//! Headless collaborators: the battle runs without windows, audio or a
//! renderer, and everything the player would see goes to the log.

use std::collections::HashSet;

use battle_core::{
    ActionAlgorithm, Background, BattleContext, BattleEnv, BattlePhase, BattleResult, BattleUi,
    BattlerId, BattlerOrigin, CommandSource, DetachedAction, EffectResolver, EncounterEvents,
    PartyOption, PlayerCommand, Presentation, Side, SkillId,
};

/// Message window that shows a line for a fixed number of ticks.
///
/// Phase changes worth announcing queue a message; the next update puts it
/// on screen.
#[derive(Debug)]
pub struct HeadlessUi {
    message_ticks: u32,
    visible_for: u32,
    pending: Option<String>,
}

impl HeadlessUi {
    pub fn new(message_ticks: u32) -> Self {
        Self {
            message_ticks,
            visible_for: 0,
            pending: None,
        }
    }
}

impl BattleUi for HeadlessUi {
    fn open(&mut self, ctx: &BattleContext) {
        let enemies: Vec<&str> = ctx
            .troop()
            .members()
            .iter()
            .filter_map(|&id| ctx.battler(id))
            .map(|b| b.name.as_str())
            .collect();
        tracing::info!(enemies = ?enemies, "windows opened");
    }

    fn update(&mut self) {
        if let Some(text) = self.pending.take() {
            tracing::info!(target: "battle::message", "{text}");
            self.visible_for = self.message_ticks;
        } else {
            self.visible_for = self.visible_for.saturating_sub(1);
        }
    }

    fn is_message_visible(&self) -> bool {
        self.visible_for > 0
    }

    fn is_message_pending(&self) -> bool {
        self.pending.is_some()
    }

    fn selected_skill(&self) -> Option<SkillId> {
        None
    }

    fn on_phase_changed(&mut self, phase: BattlePhase) {
        let text = match phase {
            BattlePhase::Start => "Enemies appear!",
            BattlePhase::Victory => "Victory!",
            BattlePhase::Defeat => "The party has fallen...",
            BattlePhase::Escape => "Got away safely.",
            _ => return,
        };
        self.pending = Some(text.to_owned());
    }
}

/// Presentation that only logs what would be played or shown.
#[derive(Debug, Default)]
pub struct LogPresentation {
    frames: u64,
}

impl LogPresentation {
    pub fn frames(&self) -> u64 {
        self.frames
    }
}

impl Presentation for LogPresentation {
    fn reset_map_bgm(&mut self) {
        tracing::debug!("map music forgotten");
    }

    fn play_bgm(&mut self, name: &str) {
        tracing::info!(bgm = name, "playing music");
    }

    fn play_se(&mut self, name: &str) {
        tracing::info!(se = name, "playing sound");
    }

    fn show_background(&mut self, background: &Background) {
        match background {
            Background::Named(name) => tracing::info!(background = %name, "background"),
            Background::Terrain(terrain) => tracing::info!(%terrain, "terrain background"),
        }
    }

    fn update_screen(&mut self) {
        self.frames += 1;
    }
}

/// Flat-number combat rules for demonstrations.
///
/// Attacks deal `attack` damage (twice for dual attacks, doubled after a
/// charge). Skills hit opponents for `skill` damage or heal allies by the
/// same amount. Self-destruct hits every opponent for twice the skill power
/// and fells the performer.
#[derive(Debug)]
pub struct DemoResolver {
    attack: u32,
    skill: u32,
    charged: HashSet<BattlerId>,
}

impl DemoResolver {
    pub fn new(attack: u32, skill: u32) -> Self {
        Self {
            attack,
            skill,
            charged: HashSet::new(),
        }
    }

    fn strike(
        &mut self,
        ctx: &mut BattleContext,
        actor: BattlerId,
        target: Option<BattlerId>,
        hits: u32,
    ) {
        let power = if self.charged.remove(&actor) {
            self.attack * 2
        } else {
            self.attack
        };
        let Some(battler) = target
            .and_then(|target| ctx.battler_mut(target))
            .filter(|b| b.is_alive())
        else {
            tracing::info!(%actor, ?target, "attack finds no target");
            return;
        };
        let dealt: u32 = (0..hits).map(|_| battler.take_damage(power)).sum();
        tracing::info!(
            %actor,
            target = %battler.name,
            dealt,
            hp = battler.hp.current,
            "attack"
        );
    }
}

impl Default for DemoResolver {
    fn default() -> Self {
        Self::new(6, 8)
    }
}

impl EffectResolver for DemoResolver {
    fn resolve(
        &mut self,
        action: DetachedAction,
        ctx: &mut BattleContext,
        env: &BattleEnv<'_>,
    ) -> Option<BattleResult> {
        let DetachedAction { actor, algorithm } = action;
        let side = ctx.battler(actor)?.side();

        match algorithm {
            ActionAlgorithm::Normal { target } => self.strike(ctx, actor, target, 1),
            ActionAlgorithm::NormalDual { target } => self.strike(ctx, actor, target, 2),
            ActionAlgorithm::Defend => tracing::info!(%actor, "defends"),
            ActionAlgorithm::Observe => tracing::info!(%actor, "watches carefully"),
            ActionAlgorithm::Charge => {
                self.charged.insert(actor);
                tracing::info!(%actor, "charges up");
            }
            ActionAlgorithm::SelfDestruct => {
                for target in algorithm.targets(actor, ctx) {
                    if let Some(battler) = ctx.battler_mut(target) {
                        battler.take_damage(self.skill * 2);
                    }
                }
                if let Some(battler) = ctx.battler_mut(actor) {
                    let remaining = battler.hp.current;
                    battler.take_damage(remaining);
                }
                tracing::info!(%actor, "self-destructs");
            }
            ActionAlgorithm::Escape => {
                if side == Side::Party {
                    return Some(BattleResult::Escape);
                }
                // A fleeing enemy leaves the fight.
                if let Some(battler) = ctx.battler_mut(actor) {
                    let remaining = battler.hp.current;
                    battler.take_damage(remaining);
                    tracing::info!(name = %battler.name, "runs away");
                }
            }
            ActionAlgorithm::Skill { skill, .. } => {
                let name = env
                    .skill(skill)
                    .map(|def| def.name.as_str())
                    .unwrap_or("???");
                for target in algorithm.targets(actor, ctx) {
                    let Some(battler) = ctx.battler_mut(target) else {
                        continue;
                    };
                    if battler.side() == side {
                        battler.restore(self.skill);
                    } else {
                        battler.take_damage(self.skill);
                    }
                }
                tracing::info!(%actor, skill = name, "casts");
            }
            ActionAlgorithm::Transform { into } => {
                let template = env.enemies().ok().and_then(|enemies| enemies.enemy(into));
                if let (Some(template), Some(battler)) = (template, ctx.battler_mut(actor)) {
                    tracing::info!(from = %battler.name, to = %template.name, "transforms");
                    battler.origin = BattlerOrigin::Enemy(into);
                    battler.name = template.name.clone();
                    battler.hp.maximum = template.max_hp;
                    battler.hp.current = template.max_hp;
                }
            }
        }
        None
    }
}

/// Party input that always fights and attacks the first standing enemy.
#[derive(Debug, Default)]
pub struct AutoCommands {
    /// Pick auto-battle instead of entering commands.
    auto_battle: bool,
}

impl AutoCommands {
    pub fn new(auto_battle: bool) -> Self {
        Self { auto_battle }
    }
}

impl CommandSource for AutoCommands {
    fn select_option(&mut self, _ctx: &BattleContext) -> Option<PartyOption> {
        Some(if self.auto_battle {
            PartyOption::AutoBattle
        } else {
            PartyOption::Fight
        })
    }

    fn select_command(&mut self, _actor: BattlerId, ctx: &BattleContext) -> Option<PlayerCommand> {
        let command = match ctx.troop().living(ctx.battlers()).next() {
            Some(target) => PlayerCommand::Attack { target },
            None => PlayerCommand::Defend,
        };
        Some(command)
    }
}

/// Event layer without troop pages; only reports turn boundaries.
#[derive(Debug, Default)]
pub struct TurnLogEvents;

impl EncounterEvents for TurnLogEvents {
    fn process_turn(&mut self, turn: u32, ctx: &mut BattleContext) {
        let standing = |side: Side| ctx.side(side).living(ctx.battlers()).count();
        tracing::info!(
            turn,
            party = standing(Side::Party),
            enemies = standing(Side::Troop),
            "turn ended"
        );
    }

    fn update(&mut self, _ctx: &mut BattleContext) {}
}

Requirement »
Scan the material above for the word "DemoResolver", and copy each line where it appears.

Task response »
pub struct DemoResolver {
impl DemoResolver {
impl Default for DemoResolver {
impl EffectResolver for DemoResolver {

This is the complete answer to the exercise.